- _AVAILABLE DATA_:
════════════════

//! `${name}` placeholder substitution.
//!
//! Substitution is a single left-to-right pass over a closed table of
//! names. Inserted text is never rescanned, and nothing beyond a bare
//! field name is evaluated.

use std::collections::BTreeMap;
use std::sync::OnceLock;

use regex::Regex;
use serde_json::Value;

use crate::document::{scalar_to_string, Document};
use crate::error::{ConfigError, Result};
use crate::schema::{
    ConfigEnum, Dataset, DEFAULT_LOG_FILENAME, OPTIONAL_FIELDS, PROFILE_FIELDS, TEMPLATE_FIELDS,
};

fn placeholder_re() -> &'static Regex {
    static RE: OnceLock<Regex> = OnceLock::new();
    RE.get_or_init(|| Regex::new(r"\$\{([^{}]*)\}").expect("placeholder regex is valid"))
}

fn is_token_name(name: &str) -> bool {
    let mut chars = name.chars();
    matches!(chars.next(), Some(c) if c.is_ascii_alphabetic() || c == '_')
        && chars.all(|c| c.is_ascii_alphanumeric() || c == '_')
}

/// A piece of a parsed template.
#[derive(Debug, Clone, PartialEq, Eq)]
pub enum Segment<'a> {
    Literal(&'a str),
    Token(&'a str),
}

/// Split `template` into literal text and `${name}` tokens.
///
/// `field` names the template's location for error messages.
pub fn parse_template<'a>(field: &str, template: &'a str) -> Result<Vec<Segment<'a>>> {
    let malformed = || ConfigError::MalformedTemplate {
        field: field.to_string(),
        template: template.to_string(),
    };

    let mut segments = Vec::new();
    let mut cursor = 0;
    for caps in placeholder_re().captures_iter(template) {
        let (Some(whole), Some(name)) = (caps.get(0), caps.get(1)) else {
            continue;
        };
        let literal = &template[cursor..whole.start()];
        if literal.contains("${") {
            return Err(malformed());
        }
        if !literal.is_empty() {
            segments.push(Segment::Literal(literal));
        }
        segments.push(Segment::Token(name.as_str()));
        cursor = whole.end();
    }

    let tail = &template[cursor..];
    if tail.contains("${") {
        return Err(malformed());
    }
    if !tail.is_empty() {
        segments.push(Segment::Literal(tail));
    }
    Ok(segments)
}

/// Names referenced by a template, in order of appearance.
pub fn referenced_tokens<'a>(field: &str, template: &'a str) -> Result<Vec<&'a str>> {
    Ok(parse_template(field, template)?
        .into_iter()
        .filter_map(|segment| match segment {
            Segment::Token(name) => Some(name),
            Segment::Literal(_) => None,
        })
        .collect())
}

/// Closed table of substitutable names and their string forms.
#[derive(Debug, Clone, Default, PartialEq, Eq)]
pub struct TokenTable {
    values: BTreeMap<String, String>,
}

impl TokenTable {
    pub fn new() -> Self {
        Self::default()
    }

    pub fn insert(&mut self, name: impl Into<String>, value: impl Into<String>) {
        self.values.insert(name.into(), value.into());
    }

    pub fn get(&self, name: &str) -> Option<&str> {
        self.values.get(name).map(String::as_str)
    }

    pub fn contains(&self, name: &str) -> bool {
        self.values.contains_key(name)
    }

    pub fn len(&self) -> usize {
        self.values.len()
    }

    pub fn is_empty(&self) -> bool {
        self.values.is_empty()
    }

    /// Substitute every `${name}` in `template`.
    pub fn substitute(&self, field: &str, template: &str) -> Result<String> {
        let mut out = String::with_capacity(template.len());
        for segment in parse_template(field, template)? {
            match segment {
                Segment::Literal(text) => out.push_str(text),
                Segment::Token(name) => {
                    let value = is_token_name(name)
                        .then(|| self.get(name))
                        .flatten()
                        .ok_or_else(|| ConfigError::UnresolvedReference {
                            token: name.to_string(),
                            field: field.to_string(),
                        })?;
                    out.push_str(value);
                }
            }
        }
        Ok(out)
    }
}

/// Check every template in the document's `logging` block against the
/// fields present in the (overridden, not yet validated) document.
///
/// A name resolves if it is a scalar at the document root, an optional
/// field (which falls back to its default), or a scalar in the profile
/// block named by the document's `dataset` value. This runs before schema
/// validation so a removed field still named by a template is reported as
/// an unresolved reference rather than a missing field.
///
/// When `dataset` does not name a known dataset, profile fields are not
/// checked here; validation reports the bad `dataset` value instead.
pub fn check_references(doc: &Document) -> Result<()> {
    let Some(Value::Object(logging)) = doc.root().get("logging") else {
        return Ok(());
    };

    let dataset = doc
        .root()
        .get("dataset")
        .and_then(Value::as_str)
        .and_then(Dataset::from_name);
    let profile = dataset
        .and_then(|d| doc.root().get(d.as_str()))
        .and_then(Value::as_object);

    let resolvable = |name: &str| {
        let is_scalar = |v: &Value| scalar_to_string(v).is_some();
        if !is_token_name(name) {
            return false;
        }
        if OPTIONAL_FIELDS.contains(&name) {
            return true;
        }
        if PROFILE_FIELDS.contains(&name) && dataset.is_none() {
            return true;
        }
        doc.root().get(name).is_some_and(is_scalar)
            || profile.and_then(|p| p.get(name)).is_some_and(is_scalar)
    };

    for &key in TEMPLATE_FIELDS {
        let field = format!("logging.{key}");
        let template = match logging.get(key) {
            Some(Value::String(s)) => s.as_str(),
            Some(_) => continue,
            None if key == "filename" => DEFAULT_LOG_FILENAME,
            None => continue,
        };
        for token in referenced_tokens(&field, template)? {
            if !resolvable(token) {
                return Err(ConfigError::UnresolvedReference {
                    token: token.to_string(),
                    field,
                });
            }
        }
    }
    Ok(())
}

════════════════

- _PROBLEM_: Transcribe the entire listing above precisely.

- _EXERCISE OUTPUT_:
//! `${name}` placeholder substitution.
//!
//! Substitution is a single left-to-right pass over a closed table of
//! names. Inserted text is never rescanned, and nothing beyond a bare
//! field name is evaluated.

use std::collections::BTreeMap;
use std::sync::OnceLock;

use regex::Regex;
use serde_json::Value;

use crate::document::{scalar_to_string, Document};
use crate::error::{ConfigError, Result};
use crate::schema::{
    ConfigEnum, Dataset, DEFAULT_LOG_FILENAME, OPTIONAL_FIELDS, PROFILE_FIELDS, TEMPLATE_FIELDS,
};

fn placeholder_re() -> &'static Regex {
    static RE: OnceLock<Regex> = OnceLock::new();
    RE.get_or_init(|| Regex::new(r"\$\{([^{}]*)\}").expect("placeholder regex is valid"))
}

fn is_token_name(name: &str) -> bool {
    let mut chars = name.chars();
    matches!(chars.next(), Some(c) if c.is_ascii_alphabetic() || c == '_')
        && chars.all(|c| c.is_ascii_alphanumeric() || c == '_')
}

/// A piece of a parsed template.
#[derive(Debug, Clone, PartialEq, Eq)]
pub enum Segment<'a> {
    Literal(&'a str),
    Token(&'a str),
}

/// Split `template` into literal text and `${name}` tokens.
///
/// `field` names the template's location for error messages.
pub fn parse_template<'a>(field: &str, template: &'a str) -> Result<Vec<Segment<'a>>> {
    let malformed = || ConfigError::MalformedTemplate {
        field: field.to_string(),
        template: template.to_string(),
    };

    let mut segments = Vec::new();
    let mut cursor = 0;
    for caps in placeholder_re().captures_iter(template) {
        let (Some(whole), Some(name)) = (caps.get(0), caps.get(1)) else {
            continue;
        };
        let literal = &template[cursor..whole.start()];
        if literal.contains("${") {
            return Err(malformed());
        }
        if !literal.is_empty() {
            segments.push(Segment::Literal(literal));
        }
        segments.push(Segment::Token(name.as_str()));
        cursor = whole.end();
    }

    let tail = &template[cursor..];
    if tail.contains("${") {
        return Err(malformed());
    }
    if !tail.is_empty() {
        segments.push(Segment::Literal(tail));
    }
    Ok(segments)
}

/// Names referenced by a template, in order of appearance.
pub fn referenced_tokens<'a>(field: &str, template: &'a str) -> Result<Vec<&'a str>> {
    Ok(parse_template(field, template)?
        .into_iter()
        .filter_map(|segment| match segment {
            Segment::Token(name) => Some(name),
            Segment::Literal(_) => None,
        })
        .collect())
}

/// Closed table of substitutable names and their string forms.
#[derive(Debug, Clone, Default, PartialEq, Eq)]
pub struct TokenTable {
    values: BTreeMap<String, String>,
}

impl TokenTable {
    pub fn new() -> Self {
        Self::default()
    }

    pub fn insert(&mut self, name: impl Into<String>, value: impl Into<String>) {
        self.values.insert(name.into(), value.into());
    }

    pub fn get(&self, name: &str) -> Option<&str> {
        self.values.get(name).map(String::as_str)
    }

    pub fn contains(&self, name: &str) -> bool {
        self.values.contains_key(name)
    }

    pub fn len(&self) -> usize {
        self.values.len()
    }

    pub fn is_empty(&self) -> bool {
        self.values.is_empty()
    }

    /// Substitute every `${name}` in `template`.
    pub fn substitute(&self, field: &str, template: &str) -> Result<String> {
        let mut out = String::with_capacity(template.len());
        for segment in parse_template(field, template)? {
            match segment {
                Segment::Literal(text) => out.push_str(text),
                Segment::Token(name) => {
                    let value = is_token_name(name)
                        .then(|| self.get(name))
                        .flatten()
                        .ok_or_else(|| ConfigError::UnresolvedReference {
                            token: name.to_string(),
                            field: field.to_string(),
                        })?;
                    out.push_str(value);
                }
            }
        }
        Ok(out)
    }
}

/// Check every template in the document's `logging` block against the
/// fields present in the (overridden, not yet validated) document.
///
/// A name resolves if it is a scalar at the document root, an optional
/// field (which falls back to its default), or a scalar in the profile
/// block named by the document's `dataset` value. This runs before schema
/// validation so a removed field still named by a template is reported as
/// an unresolved reference rather than a missing field.
///
/// When `dataset` does not name a known dataset, profile fields are not
/// checked here; validation reports the bad `dataset` value instead.
pub fn check_references(doc: &Document) -> Result<()> {
    let Some(Value::Object(logging)) = doc.root().get("logging") else {
        return Ok(());
    };

    let dataset = doc
        .root()
        .get("dataset")
        .and_then(Value::as_str)
        .and_then(Dataset::from_name);
    let profile = dataset
        .and_then(|d| doc.root().get(d.as_str()))
        .and_then(Value::as_object);

    let resolvable = |name: &str| {
        let is_scalar = |v: &Value| scalar_to_string(v).is_some();
        if !is_token_name(name) {
            return false;
        }
        if OPTIONAL_FIELDS.contains(&name) {
            return true;
        }
        if PROFILE_FIELDS.contains(&name) && dataset.is_none() {
            return true;
        }
        doc.root().get(name).is_some_and(is_scalar)
            || profile.and_then(|p| p.get(name)).is_some_and(is_scalar)
    };

    for &key in TEMPLATE_FIELDS {
        let field = format!("logging.{key}");
        let template = match logging.get(key) {
            Some(Value::String(s)) => s.as_str(),
            Some(_) => continue,
            None if key == "filename" => DEFAULT_LOG_FILENAME,
            None => continue,
        };
        for token in referenced_tokens(&field, template)? {
            if !resolvable(token) {
                return Err(ConfigError::UnresolvedReference {
                    token: token.to_string(),
                    field,
                });
            }
        }
    }
    Ok(())
}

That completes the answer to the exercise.